Efficacy and Safety of Sublingual Cyclobenzaprine for the Treatment of Fibromyalgia: Results From a Randomized, Double‐Blind, Placebo‐Controlled Trial

Objective To evaluate the efficacy and safety of TNX‐102 SL, a once‐nightly sublingual formulation of cyclobenzaprine, in reducing pain in patients with fibromyalgia (FM). Methods RELIEF was a double‐blind, randomized, placebo‐controlled trial. Overall, 503 patients received TNX‐102 SL 2.8 mg for 2 weeks, followed by 5.6 mg for 12 weeks (248 patients), or matching placebo (255 patients).

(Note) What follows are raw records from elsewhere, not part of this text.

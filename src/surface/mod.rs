//! Presentation surfaces for dithered frames.
//!
//! A [`Surface`] owns whatever the host environment needs to show pixels
//! (a desktop window, a terminal) and is the only part of the program that
//! talks to it. The engine hands it a read-only [`FrameBuffer`] once per
//! produced frame.

pub mod terminal;
#[cfg(feature = "window")]
pub mod window;

use std::time::Duration;

use crate::dither::FrameBuffer;

pub use terminal::TerminalSurface;
#[cfg(feature = "window")]
pub use window::WindowSurface;

/// Errors raised while opening or drawing to a surface.
#[derive(Debug, thiserror::Error)]
pub enum SurfaceError {
    #[cfg(feature = "window")]
    #[error("Window error: {0}")]
    Window(#[from] minifb::Error),

    #[error("Terminal I/O error: {0}")]
    Io(#[from] std::io::Error),

    #[error("Window output is not available in this build (enable the `window` feature)")]
    Unsupported,
}

/// Host-side collaborator of the frame loop.
pub trait Surface {
    /// Drawable size in surface pixels.
    fn size(&self) -> (usize, usize);

    /// Show `frame`, magnifying every cell to `block_size x block_size`.
    fn present(&mut self, frame: &FrameBuffer, block_size: usize) -> Result<(), SurfaceError>;

    /// Process pending input without blocking. Returns `false` once the
    /// surface has been closed.
    fn poll_events(&mut self) -> bool;

    /// Monotonic time since the surface was created.
    fn now(&self) -> Duration;

    fn sleep(&mut self, duration: Duration) {
        std::thread::sleep(duration);
    }
}

/// Pack RGBA as `0x00RRGGBB`.
#[inline]
pub fn pack_0rgb(rgba: [u8; 4]) -> u32 {
    ((rgba[0] as u32) << 16) | ((rgba[1] as u32) << 8) | rgba[2] as u32
}

/// Nearest-neighbour upscale of `frame` into a `width x height` pixel buffer.
///
/// Surface pixel `(x, y)` shows cell `(x / block, y / block)`; pixels past the
/// last full block repeat the last column/row. `pack` converts each RGBA cell
/// into the surface's native pixel format.
///
/// # Returns
/// The number of pixels written (`width * height`).
pub fn magnify<F>(
    frame: &FrameBuffer,
    block_size: usize,
    width: usize,
    height: usize,
    buffer: &mut Vec<u32>,
    pack: F,
) -> usize
where
    F: Fn([u8; 4]) -> u32,
{
    buffer.clear();
    if frame.width() == 0 || frame.height() == 0 {
        buffer.resize(width * height, 0);
        return buffer.len();
    }
    buffer.reserve(width * height);

    let block = block_size.max(1);
    let mut row = Vec::with_capacity(width);
    for y in 0..height {
        // Rows inside one block are identical, so only repack on a new cell row
        if y % block == 0 || row.is_empty() {
            row.clear();
            let cy = y / block;
            row.extend((0..width).map(|x| pack(frame.cell_clamped(x / block, cy))));
        }
        buffer.extend_from_slice(&row);
    }

    buffer.len()
}
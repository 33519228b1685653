//! Bilinear resampling from a decoded photo to the target grid.

use super::{EngineError, TargetGrid};

/// Decoded 8-bit RGB raster, row-major, 3 bytes per pixel.
#[derive(Debug, Clone)]
pub struct SourceImage {
    width: usize,
    height: usize,
    data: Vec<u8>,
}

impl SourceImage {
    /// Wrap raw RGB bytes.
    ///
    /// # Errors
    /// Returns [`EngineError::EmptyImage`] for a zero-sized raster or a buffer
    /// shorter than `width * height * 3` bytes.
    pub fn from_rgb(width: usize, height: usize, data: Vec<u8>) -> Result<Self, EngineError> {
        if width == 0 || height == 0 || data.len() < width * height * 3 {
            return Err(EngineError::EmptyImage {
                width: width as u32,
                height: height as u32,
            });
        }
        Ok(Self {
            width,
            height,
            data,
        })
    }

    pub fn width(&self) -> usize {
        self.width
    }

    pub fn height(&self) -> usize {
        self.height
    }

    #[inline]
    fn texel(&self, x: usize, y: usize) -> [f32; 3] {
        let idx = (y * self.width + x) * 3;
        [
            self.data[idx] as f32,
            self.data[idx + 1] as f32,
            self.data[idx + 2] as f32,
        ]
    }
}

impl TryFrom<image::RgbImage> for SourceImage {
    type Error = EngineError;

    fn try_from(img: image::RgbImage) -> Result<Self, Self::Error> {
        let (w, h) = img.dimensions();
        Self::from_rgb(w as usize, h as usize, img.into_raw())
    }
}

/// Float RGB for one grid cell, each channel in `[0, 1]`.
pub type CellColor = [f32; 3];

/// ITU-R BT.601 luma of a normalized color.
#[inline]
pub fn luma(c: CellColor) -> f32 {
    0.299 * c[0] + 0.587 * c[1] + 0.114 * c[2]
}

/// Resample `src` to `grid` with bilinear filtering.
///
/// Cell `(x, y)` samples the source at `(x / W1 * W0, y / H1 * H0)`; the
/// second neighbour is clamped to the last row/column at the image border.
/// Cells whose luma falls below `threshold / 255` are forced to black.
///
/// # Returns
/// One [`CellColor`] per grid cell, row-major.
pub fn resample(src: &SourceImage, grid: TargetGrid, threshold: u8) -> Vec<CellColor> {
    let mut cells = Vec::with_capacity(grid.cells());
    resample_into(src, grid, threshold, &mut cells);
    cells
}

/// Allocation-reusing variant of [`resample`].
pub fn resample_into(
    src: &SourceImage,
    grid: TargetGrid,
    threshold: u8,
    buffer: &mut Vec<CellColor>,
) -> usize {
    buffer.clear();
    if grid.cells() == 0 {
        return 0;
    }
    buffer.reserve(grid.cells());

    let (w0, h0) = (src.width, src.height);
    let cutoff = threshold as f32 / 255.0;

    for sy in 0..grid.height {
        let src_y = sy as f32 / grid.height as f32 * h0 as f32;
        let y0 = (src_y as usize).min(h0 - 1);
        let y1 = if y0 + 1 < h0 { y0 + 1 } else { y0 };
        let fy = src_y - y0 as f32;

        for sx in 0..grid.width {
            let src_x = sx as f32 / grid.width as f32 * w0 as f32;
            let x0 = (src_x as usize).min(w0 - 1);
            let x1 = if x0 + 1 < w0 { x0 + 1 } else { x0 };
            let fx = src_x - x0 as f32;

            let p00 = src.texel(x0, y0);
            let p01 = src.texel(x1, y0);
            let p10 = src.texel(x0, y1);
            let p11 = src.texel(x1, y1);

            let w00 = (1.0 - fx) * (1.0 - fy);
            let w01 = fx * (1.0 - fy);
            let w10 = (1.0 - fx) * fy;
            let w11 = fx * fy;

            let mut color = [0.0f32; 3];
            for (c, out) in color.iter_mut().enumerate() {
                *out = (p00[c] * w00 + p01[c] * w01 + p10[c] * w10 + p11[c] * w11) / 255.0;
            }

            if threshold > 0 && luma(color) < cutoff {
                color = [0.0; 3];
            }

            buffer.push(color);
        }
    }

    grid.cells()
}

The primary end point was change from baseline at week 14 in the weekly average of daily pain scores. Secondary end points included Patient Global Impression of Change (PGIC) scores, Fibromyalgia Impact Questionnaire Revised (FIQR) scores, Patient‐Reported Outcomes Measurement Information System (PROMIS) Sleep Disturbance and Fatigue scores, and daily sleep quality. Safety was assessed by adverse event (AE) reporting. Results Reduction in daily pain from baseline at week 14 was significantly greater with TNX‐102 SL (least squares [LS] mean change –1.9 [95% confidence interval (95% CI) −2.1, −1.7]) versus placebo (LS mean change −1.5 [95% CI −1.7, −1.3]; P = 0.01). TNX‐102 SL was not associated with significant improvement in PGIC at week 14 but was associated with improvements in FIQR scores, PROMIS scores, and daily sleep quality. Overall, 59.7% of patients receiving TNX‐102 SL and 46.3% receiving placebo reported treatment‐emergent AEs; the most common were oral hypoesthesia (17.3% with TNX‐102 SL versus 0.4% with placebo), oral paresthesia (5.6% versus 0.4%, respectively), and product taste abnormal (4.4% versus 0.4%, respectively). Conclusion In this phase III, randomized, controlled trial of patients with FM, treatment with TNX‐102 SL was associated with significant reductions in daily pain and was safe and well tolerated.